I recently came across an article from the Associated Press written by Peter James Spielman that is fascinating for one reason. Please read the first few paragraphs which I am pasting here so that it's not lost in case the AP pulls the original down at some point:
UNITED NATIONS (AP) _ A senior U.N. environmental official says entire nations could be wiped off the face of the Earth by rising sea levels if the global warming trend is not reversed [deleted text].Read the full article at this link: U.N. Predicts Disaster if Global Warming Not Checked
Coastal flooding and crop failures would create an exodus of ″eco- refugees," threatening political chaos, said Noel Brown, director of the New York office of the U.N. Environment Program, or UNEP.
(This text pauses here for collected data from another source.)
//! Live feed client for the explorer WebSocket.
//!
//! Owns one long-lived connection: subscribes to the mempool feed, tracks
//! every monitored vault address, forwards parsed JSON frames downstream,
//! and keeps the link alive with ping/pong. A connection that goes quiet
//! past the pong deadline is torn down and re-established with bounded
//! exponential backoff; the backoff resets on every successful connect.

use std::{
    collections::HashSet,
    sync::{Arc, RwLock},
    time::Duration,
};

use futures_util::{Sink, SinkExt, Stream, StreamExt};
use serde_json::{json, Value};
use tokio::{
    sync::mpsc,
    time::{interval, sleep, Instant},
};
use tokio_tungstenite::{connect_async, tungstenite, tungstenite::Message};
use tokio_util::sync::CancellationToken;
use tracing::*;

use crate::{config::Config, error::ExplorerError};

/// Set of addresses the feed should watch. Written by startup/admin tasks,
/// read (copy-on-read) by the WebSocket reader on every reconnect.
pub type MonitoredAddresses = Arc<RwLock<HashSet<String>>>;

pub struct WsClient {
    url: String,
    ping_interval: Duration,
    ping_timeout: Duration,
    reconnect_delay: Duration,
    max_reconnect_delay: Duration,
}

impl WsClient {
    pub fn new(config: &Config) -> Self {
        WsClient {
            url: config.mempool_ws.clone(),
            ping_interval: config.ws_ping_interval,
            ping_timeout: config.ws_ping_timeout,
            reconnect_delay: config.ws_reconnect_delay,
            max_reconnect_delay: config.ws_max_reconnect_delay,
        }
    }

    /// Connect-and-listen loop. Runs until cancelled or until the frame
    /// channel closes; every parsed inbound frame is forwarded to
    /// `frames`. `track_rx` delivers addresses to start tracking on the
    /// live connection; the full monitored set is re-sent after each
    /// reconnect.
    pub async fn run(
        &self,
        monitored: MonitoredAddresses,
        mut track_rx: mpsc::Receiver<String>,
        frames: mpsc::Sender<Value>,
        cancel: CancellationToken,
    ) {
        let mut delay = self.reconnect_delay;
        while !cancel.is_cancelled() && !frames.is_closed() {
            match connect_async(&self.url).await {
                Ok((mut ws, _)) => {
                    info!(url = %self.url, "websocket connected");
                    delay = self.reconnect_delay;
                    let outcome = async {
                        self.subscribe(&mut ws, &monitored).await?;
                        self.session(&mut ws, &mut track_rx, &frames, &cancel).await
                    }
                    .await;
                    match outcome {
                        Ok(()) => return, // cancelled or downstream gone
                        Err(e) => warn!(error = %e, "websocket session ended"),
                    }
                }
                Err(e) => warn!(error = %e, url = %self.url, "websocket connect failed"),
            }

            debug!(?delay, "websocket reconnecting after backoff");
            tokio::select! {
                _ = cancel.cancelled() => return,
                _ = sleep(delay) => {}
            }
            delay = (delay * 2).min(self.max_reconnect_delay);
        }
    }

    /// Requests the live feeds and re-tracks every monitored address.
    async fn subscribe<S>(
        &self,
        ws: &mut S,
        monitored: &MonitoredAddresses,
    ) -> Result<(), ExplorerError>
    where
        S: Sink<Message, Error = tungstenite::Error> + Unpin,
    {
        send_json(ws, &json!({"action": "want", "data": ["blocks", "mempool-blocks"]})).await?;

        let addresses: Vec<String> = monitored
            .read()
            .expect("monitored set lock poisoned")
            .iter()
            .cloned()
            .collect();
        if !addresses.is_empty() {
            info!(count = addresses.len(), "re-tracking monitored addresses");
        }
        for address in addresses {
            send_json(ws, &json!({"track-address": address})).await?;
        }
        Ok(())
    }

    /// One connected session: pumps inbound frames, sends pings, and
    /// declares the connection dead when nothing (not even a pong) arrives
    /// within the pong deadline.
    async fn session<S>(
        &self,
        ws: &mut S,
        track_rx: &mut mpsc::Receiver<String>,
        frames: &mpsc::Sender<Value>,
        cancel: &CancellationToken,
    ) -> Result<(), ExplorerError>
    where
        S: Stream<Item = Result<Message, tungstenite::Error>>
            + Sink<Message, Error = tungstenite::Error>
            + Unpin,
    {
        let mut ping_tick = interval(self.ping_interval);
        ping_tick.set_missed_tick_behavior(tokio::time::MissedTickBehavior::Delay);
        let mut last_inbound = Instant::now();

        loop {
            tokio::select! {
                _ = cancel.cancelled() => {
                    let _ = ws.send(Message::Close(None)).await;
                    return Ok(());
                }
                Some(address) = track_rx.recv() => {
                    debug!(%address, "tracking new address on live connection");
                    send_json(ws, &json!({"track-address": address})).await?;
                }
                _ = ping_tick.tick() => {
                    if last_inbound.elapsed() > self.ping_interval + self.ping_timeout {
                        return Err(ExplorerError::Ws("no pong within timeout".into()));
                    }
                    ws.send(Message::Ping(Vec::new().into()))
                        .await
                        .map_err(|e| ExplorerError::Ws(e.to_string()))?;
                }
                inbound = ws.next() => {
                    match inbound {
                        Some(Ok(message)) => {
                            last_inbound = Instant::now();
                            match message {
                                Message::Text(text) => {
                                    match serde_json::from_str::<Value>(text.as_str()) {
                                        Ok(frame) => {
                                            if frames.send(frame).await.is_err() {
                                                return Ok(());
                                            }
                                        }
                                        Err(_) => {
                                            warn!("failed to parse websocket frame as JSON");
                                        }
                                    }
                                }
                                // Pings are answered by the transport;
                                // pongs only refresh liveness.
                                Message::Ping(_) | Message::Pong(_) => {}
                                Message::Close(reason) => {
                                    return Err(ExplorerError::Ws(format!(
                                        "closed by peer: {reason:?}"
                                    )));
                                }
                                Message::Binary(_) | Message::Frame(_) => {}
                            }
                        }
                        Some(Err(e)) => return Err(ExplorerError::Ws(e.to_string())),
                        None => return Err(ExplorerError::Ws("stream ended".into())),
                    }
                }
            }
        }
    }
}

async fn send_json<S>(ws: &mut S, payload: &Value) -> Result<(), ExplorerError>
where
    S: Sink<Message, Error = tungstenite::Error> + Unpin,
{
    ws.send(Message::Text(payload.to_string().into()))
        .await
        .map_err(|e| ExplorerError::Ws(e.to_string()))
}
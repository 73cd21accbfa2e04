//! Read-side projections.
//!
//! The shapes consumed by the history, stats, and verification
//! endpoints. Handlers outside the core call these and serialize the
//! results verbatim; nothing here mutates state.

use std::sync::Arc;

use bitcoin::Txid;
use chrono::{DateTime, Utc};
use serde::Serialize;

use crate::{
    error::Result,
    fair::{self, RollVerification},
    store::{
        models::{Bet, BetId, BetStatus, Payout, PayoutStatus},
        Store,
    },
};

/// One bet as shown in history listings.
#[derive(Clone, Debug, Serialize)]
pub struct BetHistoryItem {
    pub bet_id: BetId,
    pub bet_number: u64,
    pub user_address: String,
    pub bet_amount: u64,
    pub multiplier: u32,
    pub chance: f64,
    pub roll_result: Option<f64>,
    pub is_win: Option<bool>,
    pub payout_amount: Option<u64>,
    pub profit: Option<i64>,
    pub nonce: u64,
    pub target_address: String,
    pub deposit_txid: Txid,
    pub payout_txid: Option<Txid>,
    pub server_seed_hash: String,
    pub client_seed: String,
    pub status: BetStatus,
    pub created_at: DateTime<Utc>,
}

impl BetHistoryItem {
    fn from_bet(bet: &Bet, user_address: String) -> Self {
        BetHistoryItem {
            bet_id: bet.id,
            bet_number: bet.bet_number,
            user_address,
            bet_amount: bet.bet_amount,
            multiplier: bet.multiplier,
            chance: bet.chance,
            roll_result: bet.roll_result,
            is_win: bet.is_win,
            payout_amount: bet.payout_amount,
            profit: bet.profit,
            nonce: bet.nonce,
            target_address: bet.target_address.clone(),
            deposit_txid: bet.deposit_txid,
            payout_txid: bet.payout_txid,
            server_seed_hash: bet.server_seed_hash.clone(),
            client_seed: bet.client_seed.clone(),
            status: bet.status,
            created_at: bet.created_at,
        }
    }
}

/// A user's bet history together with their lifetime aggregates.
#[derive(Clone, Debug, Serialize)]
pub struct BetHistory {
    pub bets: Vec<BetHistoryItem>,
    pub total_bets: u64,
    pub total_wagered: u64,
    pub total_won: u64,
    pub total_lost: u64,
}

/// Latest bets across all users.
#[derive(Clone, Debug, Serialize)]
pub struct RecentBets {
    pub bets: Vec<BetHistoryItem>,
    pub count: usize,
}

/// Lifetime aggregates for one bettor.
#[derive(Clone, Debug, Serialize)]
pub struct UserStats {
    pub address: String,
    pub total_bets: u64,
    pub total_wagered: u64,
    pub total_won: u64,
    pub total_lost: u64,
    pub net_profit: i64,
    /// Share of settled bets that won, in percent.
    pub win_rate: f64,
}

/// Payout details for one bet.
#[derive(Clone, Debug, Serialize)]
pub struct PayoutView {
    pub payout_id: crate::store::models::PayoutId,
    pub bet_id: BetId,
    pub amount: u64,
    pub to_address: String,
    pub txid: Option<Txid>,
    pub status: PayoutStatus,
    pub error_message: Option<String>,
    pub network_fee: Option<u64>,
    pub retry_count: u32,
    pub created_at: DateTime<Utc>,
    pub broadcast_at: Option<DateTime<Utc>>,
    pub confirmed_at: Option<DateTime<Utc>>,
}

impl From<Payout> for PayoutView {
    fn from(payout: Payout) -> Self {
        PayoutView {
            payout_id: payout.id,
            bet_id: payout.bet,
            amount: payout.amount,
            to_address: payout.to_address,
            txid: payout.txid,
            status: payout.status,
            error_message: payout.error_message,
            network_fee: payout.network_fee,
            retry_count: payout.retry_count,
            created_at: payout.created_at,
            broadcast_at: payout.broadcast_at,
            confirmed_at: payout.confirmed_at,
        }
    }
}

/// Full provably-fair audit of one settled bet.
#[derive(Clone, Debug, Serialize)]
pub struct BetVerification {
    pub is_valid: bool,
    pub bet_id: BetId,
    pub bet_number: u64,
    pub nonce: u64,
    pub roll: f64,
    pub server_seed: String,
    pub server_seed_hash: String,
    pub client_seed: String,
    pub verification: RollVerification,
}

/// Query facade over the store for the read APIs.
pub struct Views {
    store: Arc<Store>,
}

impl Views {
    pub fn new(store: Arc<Store>) -> Self {
        Views { store }
    }

    pub fn user_stats(&self, address: &str) -> Result<Option<UserStats>> {
        let Some(user) = self.store.user_by_address(address)? else {
            return Ok(None);
        };
        let net_profit = user.total_won as i64 - user.total_lost as i64;
        let wins = self
            .store
            .user_bets(user.id, usize::MAX)?
            .iter()
            .filter(|b| b.is_win == Some(true))
            .count() as f64;
        let win_rate = if user.total_bets == 0 {
            0.0
        } else {
            (wins / user.total_bets as f64 * 10_000.0).round() / 100.0
        };
        Ok(Some(UserStats {
            address: user.address,
            total_bets: user.total_bets,
            total_wagered: user.total_wagered,
            total_won: user.total_won,
            total_lost: user.total_lost,
            net_profit,
            win_rate,
        }))
    }

    /// A user's bets, newest first, plus their aggregates. An unknown
    /// address yields an empty history.
    pub fn user_history(&self, address: &str, limit: usize) -> Result<BetHistory> {
        let Some(user) = self.store.user_by_address(address)? else {
            return Ok(BetHistory {
                bets: Vec::new(),
                total_bets: 0,
                total_wagered: 0,
                total_won: 0,
                total_lost: 0,
            });
        };
        let bets = self
            .store
            .user_bets(user.id, limit)?
            .iter()
            .map(|bet| BetHistoryItem::from_bet(bet, user.address.clone()))
            .collect();
        Ok(BetHistory {
            bets,
            total_bets: user.total_bets,
            total_wagered: user.total_wagered,
            total_won: user.total_won,
            total_lost: user.total_lost,
        })
    }

    /// Latest bets across all users, newest first.
    pub fn recent_bets(&self, limit: usize) -> Result<RecentBets> {
        let mut items = Vec::new();
        for bet in self.store.recent_bets(limit)? {
            let address = self.store.user(bet.user)?.address;
            items.push(BetHistoryItem::from_bet(&bet, address));
        }
        Ok(RecentBets {
            count: items.len(),
            bets: items,
        })
    }

    pub fn payout_for_bet(&self, bet: BetId) -> Result<Option<PayoutView>> {
        Ok(self.store.payout_by_bet(bet)?.map(PayoutView::from))
    }

    /// Re-derives the roll of a settled bet from its own snapshots.
    /// `None` when the bet number is unknown or the bet has not rolled.
    pub fn verify_bet(&self, bet_number: u64) -> Result<Option<BetVerification>> {
        let Some(bet) = self.store.bet_by_number(bet_number)? else {
            return Ok(None);
        };
        let Some(roll) = bet.roll_result else {
            return Ok(None);
        };
        let verification = fair::verify(
            &bet.server_seed,
            &bet.server_seed_hash,
            &bet.client_seed,
            bet.nonce,
            roll,
        );
        Ok(Some(BetVerification {
            is_valid: verification.valid,
            bet_id: bet.id,
            bet_number: bet.bet_number,
            nonce: bet.nonce,
            roll,
            server_seed: bet.server_seed,
            server_seed_hash: bet.server_seed_hash,
            client_seed: bet.client_seed,
            verification,
        }))
    }
}

#[cfg(test)]
mod test {
    use super::*;
    use crate::store::models::{UserSeedId, WalletId};
    use bitcoin::hashes::Hash;

    fn txid(n: u8) -> Txid {
        Txid::from_byte_array([n; 32])
    }

    fn rolled_bet(store: &Store, user: crate::store::models::UserId, n: u8, win: bool) -> Bet {
        let server_seed = format!("view-seed-{n}");
        let nonce = u64::from(n);
        let roll = fair::roll(&server_seed, "tb1qviewer", nonce);
        Bet {
            id: BetId(store.alloc_id().unwrap()),
            bet_number: store.next_bet_number().unwrap(),
            user,
            vault_wallet: WalletId(1),
            user_seed: UserSeedId(1),
            deposit_txid: txid(n),
            target_address: "tb1qvault".into(),
            bet_amount: 10_000,
            multiplier: 2,
            chance: if win { 100.0 } else { 0.0 },
            nonce,
            server_seed_hash: fair::seed_hash(&server_seed),
            server_seed,
            client_seed: "tb1qviewer".into(),
            roll_result: Some(roll),
            is_win: Some(win),
            payout_amount: Some(if win { 20_000 } else { 0 }),
            profit: Some(if win { 10_000 } else { -10_000 }),
            payout_txid: None,
            status: BetStatus::Paid,
            created_at: Utc::now(),
            confirmed_at: None,
            rolled_at: Some(Utc::now()),
            paid_at: Some(Utc::now()),
        }
    }

    #[test]
    fn history_and_stats_reflect_the_user() {
        let store = Arc::new(Store::open_temporary().unwrap());
        let user = store.get_or_create_user("tb1qviewer").unwrap();
        for n in 0..4u8 {
            let bet = rolled_bet(&store, user.id, n, n % 2 == 0);
            store.insert_bet(bet).unwrap();
        }
        store
            .update_user(user.id, |u| {
                u.total_bets = 4;
                u.total_wagered = 40_000;
                u.total_won = 20_000;
                u.total_lost = 20_000;
            })
            .unwrap();

        let views = Views::new(store);
        let history = views.user_history("tb1qviewer", 3).unwrap();
        assert_eq!(history.bets.len(), 3);
        assert_eq!(history.total_bets, 4);
        assert!(history
            .bets
            .windows(2)
            .all(|w| w[0].bet_number > w[1].bet_number));

        let stats = views.user_stats("tb1qviewer").unwrap().unwrap();
        assert_eq!(stats.net_profit, 0);
        assert_eq!(stats.win_rate, 50.0);

        assert!(views.user_stats("tb1qnobody").unwrap().is_none());
        assert!(views.user_history("tb1qnobody", 10).unwrap().bets.is_empty());
    }

    #[test]
    fn verification_rederives_the_roll() {
        let store = Arc::new(Store::open_temporary().unwrap());
        let user = store.get_or_create_user("tb1qviewer").unwrap();
        let bet = store
            .insert_bet(rolled_bet(&store, user.id, 1, true))
            .unwrap()
            .into_inner();

        let views = Views::new(store);
        let verification = views.verify_bet(bet.bet_number).unwrap().unwrap();
        assert!(verification.is_valid);
        assert_eq!(verification.roll, bet.roll_result.unwrap());
        assert!(verification.verification.hash_valid);

        assert!(views.verify_bet(9_999).unwrap().is_none());
    }
}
He said governments have a 10-year window of opportunity to solve the greenhouse effect before it goes beyond human control.
As the warming melts polar icecaps, ocean levels will rise by up to three feet, enough to cover the Maldives and other flat island nations, Brown told The Associated Press in an interview on Wednesday.
The article is intriguing because of the [deleted text] above. Can you guess what goes there?
Here it is: "by the year 2000." This article was written in 1989.
It seems to me that articles exactly like this have been written hundreds if not thousands of times in the thirty years since this story first appeared. Now ask yourself—how many entire nations have been wiped off the face of the earth? How many of these predictions of three foot sea level rises, new dust-bowls in the Midwest, the Maldives underwater, etc. have come to pass? Answer? None.
It seems to me that one of the basic tenets of science is that when you are habitually wrong when posing outlandish hypotheses, you lose credibility as a scientist. And yet, the climate change catastrophists have continued to push this same theory that was first trotted out in the 1970s and 80s, the only difference being the terminology (climate change vs. global warming) and the volume level which is now amplified about 1000%.
Honestly, I can't take them seriously anymore. They've been singing the same tune for going on 40 years now and with the same, unsurprising solution -- transfer of wealth from ordinary people to national and supra-national organizations who are the only ones who can "save us."
It's long past time for people of good sense to stop listening to them.